Hiking Season Has Arrived!
Tips for switching your workout to the trail
Hallelujah, what you might call “peak hiking season” has finally returned! Every September, I lament the close of summer but quickly celebrate the best time to hit the trails. If you haven’t hiked in a while, here’s the perfect window to switch up your workout once a week or so. After all, we’re poised right on the brink of: brisker, less muggy weather; the last of the longer days; the likelihood of bugs taking a chill pill; and of course, the turning of the leaves.
Naturally, it’s also a perfect season for biking, kayaking and the like (and if that’s your jam, go for it!). But hiking is just so darn accessible to most people. Most exercisers already walk as a workout. According to the US Bureau of Labor Statistics, of the 18% of Americans who engage in a sport or other physical activity daily, 30% opt for walking. This makes translating a workout into a hike very doable.

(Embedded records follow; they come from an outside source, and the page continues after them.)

//! Wikipedia Lookup
//!
//! Queries the MediaWiki API: one request searches and pulls plain-text
//! intro extracts for the matching pages.

use std::collections::HashMap;

use async_trait::async_trait;
use serde::Deserialize;

use super::SearchSource;
use crate::error::{ResearchError, Result};
use crate::snippet::{normalize_whitespace, Snippet};

const DEFAULT_BASE_URL: &str = "https://en.wikipedia.org/w/api.php";

/// MediaWiki API client
pub struct WikipediaClient {
    client: reqwest::Client,
    base_url: String,
}

impl Default for WikipediaClient {
    fn default() -> Self {
        Self::new()
    }
}

impl WikipediaClient {
    pub fn new() -> Self {
        Self {
            client: reqwest::Client::new(),
            base_url: DEFAULT_BASE_URL.into(),
        }
    }

    /// Override the endpoint (for tests against a local server)
    pub fn with_base_url(mut self, base_url: impl Into<String>) -> Self {
        self.base_url = base_url.into();
        self
    }
}

#[derive(Deserialize)]
struct QueryResponse {
    #[serde(default)]
    query: Option<QueryBody>,
}

#[derive(Deserialize)]
struct QueryBody {
    #[serde(default)]
    pages: HashMap<String, Page>,
}

#[derive(Deserialize)]
struct Page {
    title: String,
    #[serde(default)]
    extract: Option<String>,
    /// Search rank; pages arrive keyed by id, not ordered
    #[serde(default)]
    index: Option<i64>,
}

#[async_trait]
impl SearchSource for WikipediaClient {
    async fn search(&self, query: &str, max_results: usize) -> Result<Vec<Snippet>> {
        let limit = max_results.to_string();
        let response = self
            .client
            .get(&self.base_url)
            .query(&[
                ("action", "query"),
                ("generator", "search"),
                ("gsrsearch", query),
                ("gsrlimit", limit.as_str()),
                ("prop", "extracts"),
                ("exintro", "1"),
                ("explaintext", "1"),
                ("redirects", "1"),
                ("format", "json"),
            ])
            .send()
            .await?;

        let status = response.status();
        if !status.is_success() {
            return Err(ResearchError::Api(format!(
                "Wikipedia returned HTTP {}",
                status
            )));
        }

        let body: QueryResponse = response.json().await?;
        Ok(collect_snippets(body, max_results))
    }

    fn name(&self) -> &str {
        "wikipedia"
    }
}

fn collect_snippets(body: QueryResponse, max_results: usize) -> Vec<Snippet> {
    let Some(query) = body.query else {
        return Vec::new();
    };

    let mut pages: Vec<Page> = query.pages.into_values().collect();
    pages.sort_by_key(|p| p.index.unwrap_or(i64::MAX));
    pages.truncate(max_results);

    pages
        .into_iter()
        .map(|page| {
            let url = format!(
                "https://en.wikipedia.org/wiki/{}",
                page.title.replace(' ', "_")
            );
            let content = normalize_whitespace(&page.extract.unwrap_or_default());
            Snippet::new(page.title, content, "wikipedia").with_url(url)
        })
        .collect()
}

#[cfg(test)]
mod tests {
    use super::*;

    const SAMPLE_RESPONSE: &str = r#"{
        "batchcomplete": "",
        "query": {
            "pages": {
                "9891": {
                    "pageid": 9891,
                    "ns": 0,
                    "title": "Entropy",
                    "index": 1,
                    "extract": "Entropy is a scientific concept\nassociated with disorder."
                },
                "1234": {
                    "pageid": 1234,
                    "ns": 0,
                    "title": "Entropy (information theory)",
                    "index": 2,
                    "extract": "In information theory, entropy quantifies uncertainty."
                }
            }
        }
    }"#;

    #[test]
    fn test_collect_snippets_ordered_by_rank() {
        let body: QueryResponse = serde_json::from_str(SAMPLE_RESPONSE).unwrap();
        let snippets = collect_snippets(body, 10);

        assert_eq!(snippets.len(), 2);
        assert_eq!(snippets[0].title, "Entropy");
        assert_eq!(
            snippets[0].content,
            "Entropy is a scientific concept associated with disorder."
        );
        assert_eq!(
            snippets[0].url.as_deref(),
            Some("https://en.wikipedia.org/wiki/Entropy")
        );
    }

    #[test]
    fn test_collect_snippets_caps_results() {
        let body: QueryResponse = serde_json::from_str(SAMPLE_RESPONSE).unwrap();
        assert_eq!(collect_snippets(body, 1).len(), 1);
    }

    #[test]
    fn test_no_results() {
        let body: QueryResponse = serde_json::from_str(r#"{"batchcomplete": ""}"#).unwrap();
        assert!(collect_snippets(body, 5).is_empty());
    }
}
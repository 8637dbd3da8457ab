//! Wire Types and Endpoint Helpers

use serde::{Deserialize, Serialize};

/// Chat message for display
#[derive(Clone, Debug, PartialEq, Eq, Serialize, Deserialize)]
pub struct ChatMessage {
    pub role: String,
    pub content: String,
}

impl ChatMessage {
    pub fn new(role: impl Into<String>, content: impl Into<String>) -> Self {
        Self {
            role: role.into(),
            content: content.into(),
        }
    }
}

/// One frame from the streaming endpoint
#[derive(Clone, Debug, Deserialize)]
#[serde(tag = "type", rename_all = "snake_case")]
pub enum StreamFrame {
    Thought { delta: String },
    ToolCall { tool: String, input: String },
    Observation { tool: String, output: String },
    Answer { content: String },
    Done { session_id: String },
    Error { message: String },
}

/// Build the chat request frame sent over the WebSocket
pub fn chat_request(message: &str, api_key: &str, session_id: Option<&str>) -> String {
    serde_json::json!({
        "message": message,
        "api_key": api_key,
        "session_id": session_id,
    })
    .to_string()
}

/// WebSocket URL for the streaming endpoint, derived from the page origin
pub fn stream_url() -> String {
    let location = web_sys::window().map(|w| w.location());
    let protocol = location
        .as_ref()
        .and_then(|l| l.protocol().ok())
        .unwrap_or_else(|| "http:".into());
    let host = location
        .as_ref()
        .and_then(|l| l.host().ok())
        .unwrap_or_else(|| "localhost:3000".into());

    let ws_protocol = if protocol == "https:" { "wss" } else { "ws" };
    format!("{}://{}/api/chat/stream", ws_protocol, host)
}
//! Web Search Tool
//!
//! Generic web search over a hosted provider (Tavily in production).

use std::sync::Arc;

use async_trait::async_trait;

use agent_core::{Result as CoreResult, Tool, ToolSpec};

use super::format_snippets;
use crate::source::SearchSource;

const DEFAULT_MAX_RESULTS: usize = 5;

/// Tool for searching the web
pub struct WebSearchTool {
    source: Arc<dyn SearchSource>,
    max_results: usize,
}

impl WebSearchTool {
    pub fn new(source: Arc<dyn SearchSource>) -> Self {
        Self {
            source,
            max_results: DEFAULT_MAX_RESULTS,
        }
    }

    pub fn with_max_results(mut self, max_results: usize) -> Self {
        self.max_results = max_results;
        self
    }
}

#[async_trait]
impl Tool for WebSearchTool {
    fn spec(&self) -> ToolSpec {
        ToolSpec::new(
            "web_search",
            "Search the web for current information, news, and general queries. \
             Returns a list of result snippets with links.",
        )
        .with_max_results(self.max_results)
    }

    async fn query(&self, input: &str) -> CoreResult<String> {
        let snippets = self.source.search(input, self.max_results).await?;
        tracing::debug!(results = snippets.len(), "web search completed");
        Ok(format_snippets(&snippets))
    }
}

#[cfg(test)]
mod tests {
    use super::*;
    use crate::snippet::Snippet;
    use crate::source::MockSource;

    #[tokio::test]
    async fn test_formats_results() {
        let source = Arc::new(MockSource::new(
            "tavily",
            vec![
                Snippet::new("Rust", "A systems language.", "tavily")
                    .with_url("https://rust-lang.org"),
            ],
        ));
        let tool = WebSearchTool::new(source);

        let output = tool.query("rust language").await.unwrap();
        assert!(output.contains("Rust"));
        assert!(output.contains("https://rust-lang.org"));
    }

    #[tokio::test]
    async fn test_source_error_propagates() {
        let tool = WebSearchTool::new(Arc::new(MockSource::failing("tavily")));
        assert!(tool.query("anything").await.is_err());
    }
}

However, hiking does differ from a walk around the neighborhood, of course. Here are some tips to make the transition a smoother one.
Mind your joints.
If you deal with joint issues or another serious condition, always consult your physician before significantly altering your exercise routine. When headed out to the trails, remember that gorgeous, PAVED ones abound in many state & local parks. These tend to be flatter and more easily accessed from parking lots. If you’re a neighborhood walker, then these asphalt trails can truly mimic your current workout—while also affording you the beautiful experience of nature you’d get on a more rugged trail. Also, on dirt trails, I’m a huge fan of trekking poles, which have completely softened the experience for my sometimes nagging knees and ankles.
Train for the terrain.
While hiking may seem like basic walking, on more advanced trails, you’ll also find yourself climbing (perhaps even grabbing a tree now & then for support), scrambling, crouching, and controlling steep downhill treks, all while carrying a pack of some sort. To help avoid injury, be sure to especially build muscles of the legs, hips, and core in your twice weekly strength training workouts. Some excellent, basic moves to include are: lunges, squats, calf raises, glute bridges, and planks. Also work some balance moves into your routine to sharpen your sense of proprioception, which will make a huge difference as you navigate uneven terrain. Even simply standing on one foot for 30 seconds a clip will help. (I’m famous for doing this in the grocery store line.)
Gather a bit of gear.
Don’t hurtle into the woods with only t-shirt, shorts, and sneakers. Hiking doesn’t require tons of stuff, but you should be sure to have a few key things before you hit the dirt trails. First, swapping tennies for true hiking shoes/boots will make an enormous difference in terms of support, traction, & stability, not to mention dryness. Long sleeves and pants will help protect you from ticks and sun exposure. Water is a must. In fact, if you are going any distance (even a short one) off road, there are some additional essentials that experienced day hikers & back packers ALWAYS bring with them: map & compass, flashlight or headlamp, a bit of food (like a granola bar), small first aid kit, matches, small multipurpose knife, sunscreen, and an extra layer of clothes. This may sound like tons of stuff, contrary to my promise above, but it’s actually a pretty compact collection, and should you become lost, you’ll thank your stars you brought it. Oh, and did I mention that carrying a pack makes for an even better workout? (That’s why I always hand mine over to the hubby!)
With a bit of preparation and planning, you can transform some of your fall workouts into sublime, little escapes. ‘Tis the season to go hiking. See you on the trails!